Still, they understood the value of the 141-acre park in a city where green space is lacking. “The city’s parks system is incredible because it’s a sanctuary, as many people live in small spaces,” said Mother Ana Maria, who is originally from the Inwood neighborhood in Manhattan.

But in 2017, the sisters become more concerned for their safety when George Carroll, a beloved Oblate volunteer, died in a stabbing in Greenpoint, several miles away.

Before his death, Mr. Carroll, who had bicycled to the monastery almost every day, represented the sisters to city officials, relaying their concerns about the noise in the park. He also shoveled snow, pruned the courtyard garden and made minor repairs in the cloister, according to his wife, Christina Carroll, who held his funeral at the monastery.

“George’s death was a shock to everyone, and he is very missed,” Mother Ana Maria said.

Then, during the summer of 2020, an explosion of late-night partying ensued, which, according to residents, still happens when it’s warm outside. Lesleigh Irish-Underwood, who has lived on Highland Boulevard for over 20 years, said that loud socializing had always been an issue because the park is a popular spot for barbecues and birthday parties.

“It’s lovely to see all the balloons, people having fun during the day, but it’s what happens late at night that we can’t take anymore,” said Ms. Irish-Underwood, who also complained about drag races, garbage dumping, homeless encampments and blocked driveways on and near her street.

In 2020, Highland Boulevard residents made 176 calls to 311 about street noise and 139 calls for illegal parking and blocked driveways. (The number of noise complaints dropped over the next two years, although the number of illegal parking complaints remains high.)

The area slips through the cracks because it straddles two police precincts and boroughs (Brooklyn and Queens), Ms. Irish-Underwood said. The block where the monastery sits is technically part of Brooklyn’s 75th Precinct, which has some of the highest violent crime rates in the city.

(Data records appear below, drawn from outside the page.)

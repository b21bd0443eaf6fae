//! Socket handling for both channels.
//!
//! The TCP link is split into a reader task and a single writer task; the
//! writer is the only code that touches the write half, so frames never
//! interleave. Failures on either side surface as [`Event::LinkDown`], never as
//! an error to whoever queued the frame. The UDP meter socket only receives.

use futures_util::{SinkExt, StreamExt};
use std::net::SocketAddr;
use std::time::Duration;
use tokio::net::{TcpStream, UdpSocket};
use tokio::sync::{mpsc, watch};
use tokio::task::JoinHandle;
use tokio_util::codec::{FramedRead, FramedWrite};
use tokio_util::sync::CancellationToken;

use crate::codec::{decode_datagram, AzmCodec};
use crate::error::{AzmError, Result};
use crate::protocol::{Message, Request};

/// Largest UDP payload we accept
const MAX_DATAGRAM: usize = 65_507;

/// Which channel a frame arrived on
#[derive(Debug, Clone, Copy, PartialEq, Eq)]
pub(crate) enum Link {
    /// TCP connection, tagged with its connection generation
    Tcp(u64),
    Udp,
}

/// Everything the supervisor hears from the sockets
#[derive(Debug)]
pub(crate) enum Event {
    Connected { epoch: u64, result: Result<TcpStream> },
    Frame { link: Link, message: Message },
    LinkDown { epoch: u64, reason: String },
}

/// Open the control connection
pub(crate) async fn connect(host: &str, port: u16, limit: Duration) -> Result<TcpStream> {
    let addr = format!("{}:{}", host, port);
    tracing::info!("Connecting to {}", addr);

    let stream = tokio::time::timeout(limit, TcpStream::connect(&addr))
        .await
        .map_err(|_| {
            AzmError::Network(std::io::Error::new(
                std::io::ErrorKind::TimedOut,
                format!("connect to {} timed out", addr),
            ))
        })??;

    // small request/response frames
    let _ = stream.set_nodelay(true);
    Ok(stream)
}

/// A live TCP control connection
#[derive(Debug)]
pub(crate) struct TcpTransport {
    epoch: u64,
    tx: mpsc::UnboundedSender<Request>,
    reader: JoinHandle<()>,
    writer: JoinHandle<()>,
}

impl TcpTransport {
    /// Start the reader and writer tasks for `stream`
    pub(crate) fn spawn(stream: TcpStream, epoch: u64, events: mpsc::UnboundedSender<Event>) -> Self {
        let (read_half, write_half) = stream.into_split();
        let (tx, mut rx) = mpsc::unbounded_channel::<Request>();

        let writer_events = events.clone();
        let writer = tokio::spawn(async move {
            let mut sink = FramedWrite::new(write_half, AzmCodec::new());
            while let Some(request) = rx.recv().await {
                tracing::debug!(
                    "Sending {} ({} entries, id {:?})",
                    request.method.as_str(),
                    request.params.entries().len(),
                    request.id
                );
                if let Err(e) = sink.send(request).await {
                    tracing::error!("Failed to send request: {}", e);
                    let _ = writer_events.send(Event::LinkDown {
                        epoch,
                        reason: format!("write failed: {}", e),
                    });
                    return;
                }
            }
        });

        let reader = tokio::spawn(async move {
            let mut frames = FramedRead::new(read_half, AzmCodec::new());
            let reason = loop {
                match frames.next().await {
                    Some(Ok(Ok(message))) => {
                        tracing::trace!("Received over TCP: {:?}", message);
                        let event = Event::Frame {
                            link: Link::Tcp(epoch),
                            message,
                        };
                        if events.send(event).is_err() {
                            return;
                        }
                    }
                    Some(Ok(Err(e))) => tracing::warn!("Dropping TCP frame: {}", e),
                    Some(Err(e)) => break format!("read failed: {}", e),
                    None => break "closed by device".to_string(),
                }
            };
            let _ = events.send(Event::LinkDown { epoch, reason });
        });

        Self {
            epoch,
            tx,
            reader,
            writer,
        }
    }

    /// Queue a request for the writer task
    pub(crate) fn send(&self, request: Request) {
        if self.tx.send(request).is_err() {
            tracing::debug!("Writer for connection {} already gone", self.epoch);
        }
    }
}

impl Drop for TcpTransport {
    fn drop(&mut self) {
        self.reader.abort();
        self.writer.abort();
    }
}

/// Bind the meter socket on every interface
pub(crate) async fn bind_meter_socket(port: u16) -> Result<UdpSocket> {
    Ok(UdpSocket::bind(("0.0.0.0", port)).await?)
}

/// Receive meter datagrams until cancelled, rebinding after socket errors.
///
/// A failing meter socket never touches the TCP link.
pub(crate) fn spawn_meter_listener(
    initial: Option<UdpSocket>,
    port: u16,
    rebind_delay: Duration,
    events: mpsc::UnboundedSender<Event>,
    local_addr: watch::Sender<Option<SocketAddr>>,
    cancel: CancellationToken,
) -> JoinHandle<()> {
    tokio::spawn(async move {
        let mut socket = initial;
        let mut buf = vec![0u8; MAX_DATAGRAM];

        loop {
            let current = match socket.take() {
                Some(current) => current,
                None => match bind_meter_socket(port).await {
                    Ok(current) => current,
                    Err(e) => {
                        tracing::warn!("Failed to bind meter socket on port {}: {}", port, e);
                        tokio::select! {
                            _ = cancel.cancelled() => return,
                            _ = tokio::time::sleep(rebind_delay) => continue,
                        }
                    }
                },
            };

            let addr = current.local_addr().ok();
            tracing::info!("Listening for meters on {:?}", addr);
            local_addr.send_replace(addr);

            loop {
                tokio::select! {
                    biased;
                    _ = cancel.cancelled() => {
                        local_addr.send_replace(None);
                        return;
                    }
                    received = current.recv_from(&mut buf) => match received {
                        Ok((len, from)) => match decode_datagram(&buf[..len]) {
                            Ok(message) => {
                                let event = Event::Frame { link: Link::Udp, message };
                                if events.send(event).is_err() {
                                    return;
                                }
                            }
                            Err(e) => tracing::debug!("Dropping datagram from {}: {}", from, e),
                        },
                        Err(e) => {
                            tracing::warn!("Meter socket error: {}", e);
                            break;
                        }
                    }
                }
            }

            local_addr.send_replace(None);
            drop(current);
            tokio::select! {
                _ = cancel.cancelled() => return,
                _ = tokio::time::sleep(rebind_delay) => {}
            }
        }
    })
}
//! Request correlation table.
//!
//! Every entry is resolved exactly once: by a matching reply, by the periodic
//! timeout sweep, or by a link loss. Removal from the map is what guarantees it.

use std::collections::HashMap;
use std::time::Duration;
use tokio::sync::oneshot;
use tokio::time::Instant;

use crate::error::AzmError;
use crate::types::{FormatTag, ParameterValue};

/// Parameter polled by the keep-alive
pub(crate) const KEEPALIVE_PARAM: &str = "KeepAlive";

/// What reply settles a pending request
#[derive(Debug, Clone, PartialEq)]
pub(crate) enum Expect {
    /// `{"result":"OK","id":N}`
    Ack,
    /// A `getResp`/`update` entry for this pair
    Value { param: String, format: FormatTag },
    /// Either an id-matched ack or a `getResp` for [`KEEPALIVE_PARAM`]
    KeepAlive,
}

/// Who is waiting on a pending request
#[derive(Debug)]
pub(crate) enum Waiter {
    Ack(oneshot::Sender<crate::Result<()>>),
    Value(oneshot::Sender<crate::Result<ParameterValue>>),
    KeepAlive,
}

/// Why a request failed
#[derive(Debug, Clone, PartialEq)]
pub(crate) enum Failure {
    Timeout,
    ConnectionLost,
    Stopped,
    Device(String),
}

impl Failure {
    fn to_error(&self) -> AzmError {
        match self {
            Failure::Timeout => AzmError::Timeout,
            Failure::ConnectionLost => AzmError::ConnectionLost,
            Failure::Stopped => AzmError::Stopped,
            Failure::Device(message) => AzmError::Device {
                message: message.clone(),
            },
        }
    }
}

impl Waiter {
    /// Fail the waiter; reports whether it was the keep-alive
    pub(crate) fn fail(self, failure: &Failure) -> bool {
        match self {
            Waiter::Ack(tx) => {
                let _ = tx.send(Err(failure.to_error()));
                false
            }
            Waiter::Value(tx) => {
                let _ = tx.send(Err(failure.to_error()));
                false
            }
            Waiter::KeepAlive => true,
        }
    }

    fn succeed(self, value: Option<&ParameterValue>) -> bool {
        match self {
            Waiter::Ack(tx) => {
                let _ = tx.send(Ok(()));
                false
            }
            Waiter::Value(tx) => {
                let result = value.cloned().ok_or_else(|| {
                    AzmError::Protocol("acknowledged without a value".to_string())
                });
                let _ = tx.send(result);
                false
            }
            Waiter::KeepAlive => true,
        }
    }
}

#[derive(Debug)]
struct PendingRequest {
    expect: Expect,
    deadline: Instant,
    waiters: Vec<Waiter>,
}

/// Keep-alive outcome of a table operation
#[derive(Debug, Default, Clone, Copy, PartialEq, Eq)]
pub(crate) struct Settled {
    pub resolved: usize,
    pub keepalive_acked: bool,
    pub keepalive_missed: bool,
}

/// Maps request ids to their waiters
#[derive(Debug, Default)]
pub(crate) struct PendingTable {
    next_id: u64,
    requests: HashMap<u64, PendingRequest>,
}

impl PendingTable {
    pub(crate) fn new() -> Self {
        Self::default()
    }

    /// Register a request and return its fresh id
    pub(crate) fn issue(
        &mut self,
        expect: Expect,
        waiters: Vec<Waiter>,
        now: Instant,
        timeout: Duration,
    ) -> u64 {
        let id = self.fresh_id();
        self.requests.insert(
            id,
            PendingRequest {
                expect,
                deadline: now + timeout,
                waiters,
            },
        );
        id
    }

    fn fresh_id(&mut self) -> u64 {
        loop {
            self.next_id = self.next_id.wrapping_add(1).max(1);
            if !self.requests.contains_key(&self.next_id) {
                return self.next_id;
            }
        }
    }

    pub(crate) fn len(&self) -> usize {
        self.requests.len()
    }

    pub(crate) fn is_empty(&self) -> bool {
        self.requests.is_empty()
    }

    /// Settle the request with `id`; `None` if nothing was waiting on it
    pub(crate) fn resolve_id(&mut self, id: u64, error: Option<String>) -> Option<Settled> {
        let request = self.requests.remove(&id)?;
        let mut settled = Settled {
            resolved: 1,
            ..Settled::default()
        };
        let failure = error.map(Failure::Device);
        for waiter in request.waiters {
            let keepalive = match &failure {
                Some(failure) => waiter.fail(failure),
                None => waiter.succeed(None),
            };
            if keepalive {
                // any reply proves the link is alive
                settled.keepalive_acked = true;
            }
        }
        Some(settled)
    }

    /// Settle every request waiting on a value for `param`/`format`
    pub(crate) fn resolve_value(
        &mut self,
        param: &str,
        format: FormatTag,
        value: &ParameterValue,
    ) -> Settled {
        let matched: Vec<u64> = self
            .requests
            .iter()
            .filter(|(_, request)| match &request.expect {
                Expect::Value {
                    param: p,
                    format: f,
                } => p == param && *f == format,
                Expect::KeepAlive => param == KEEPALIVE_PARAM,
                Expect::Ack => false,
            })
            .map(|(id, _)| *id)
            .collect();

        let mut settled = Settled::default();
        for id in matched {
            if let Some(request) = self.requests.remove(&id) {
                settled.resolved += 1;
                for waiter in request.waiters {
                    settled.keepalive_acked |= waiter.succeed(Some(value));
                }
            }
        }
        settled
    }

    /// Fail everything whose deadline has passed
    pub(crate) fn expire(&mut self, now: Instant) -> Settled {
        let expired: Vec<u64> = self
            .requests
            .iter()
            .filter(|(_, request)| request.deadline <= now)
            .map(|(id, _)| *id)
            .collect();

        let mut settled = Settled::default();
        for id in expired {
            if let Some(request) = self.requests.remove(&id) {
                tracing::debug!("Request {} ({:?}) timed out", id, request.expect);
                settled.resolved += 1;
                for waiter in request.waiters {
                    settled.keepalive_missed |= waiter.fail(&Failure::Timeout);
                }
            }
        }
        settled
    }

    /// Fail every outstanding request
    pub(crate) fn fail_all(&mut self, failure: Failure) -> usize {
        let count = self.requests.len();
        for (_, request) in self.requests.drain() {
            for waiter in request.waiters {
                waiter.fail(&failure);
            }
        }
        count
    }
}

“Highland Park is certainly a gem, and we want everyone to be able to enjoy it, but not at the expense of those who live next to or close to the park,” said Councilwoman Sandy Nurse, a Democrat whose district includes Cypress Hills. She recently met with city officials and residents to coordinate a consistent, tighter response to neighborhood crime and quality-of-life issues. “It shouldn’t have to come with all this baggage,” she said.

In 2021, the sisters were done. They shared their desire to move with diocese officials, priests and anyone who could help them find a new home.

Eventually, a priest connected the sisters to Joseph Grady, the founder of My Jesus Mercy Ministries, who donated 13 acres in Pleasant Mount, Pa. The sisters have raised about $2 million dollars to build a new monastery there.

This past winter, they prepared to leave Brooklyn. They stopped baking altar bread and started to cull their belongings to the bare essentials.

On a sunny January afternoon during rush hour, a passenger van carried the sisters out of the city. The move was “a very bittersweet moment with our hearts filled with joy and sorrow,” Mother Ana Maria said.

“I only have love for the city, our neighbors, our great volunteers, the New York police and parks departments, and everyone who tried to help,” she added. “We pray for them all.”

For now, they are living in a monastery and retreat center in Clarks Summit, Pa., that is owned by the Diocese of Scranton. “It’s sad the sisters had to move, but Brooklyn’s loss is our gain,” said Joseph C. Bambera, the bishop of Scranton.

Meanwhile, the sisters have ambitious plans for their permanent home, which will include a Spanish-style monastery, a barn and a caretaker’s house, estimated to cost about $25 million. They should be able to move into a modular cloister of about 3,500 square feet on the donated land by year-end, Mr. Pfaff said.

Dan Kastanis, a parks department spokesman, said the agency was saddened to hear that the sisters had relocated. The future of the monastery and the adjoining property is under review, according to the Brooklyn Diocese, which owns the property.

Mother Ana Maria didn’t hesitate when asked how the nuns were faring in their temporary home, surrounded by greenery, wildlife and quiet: “We’re sleeping really well,” she said.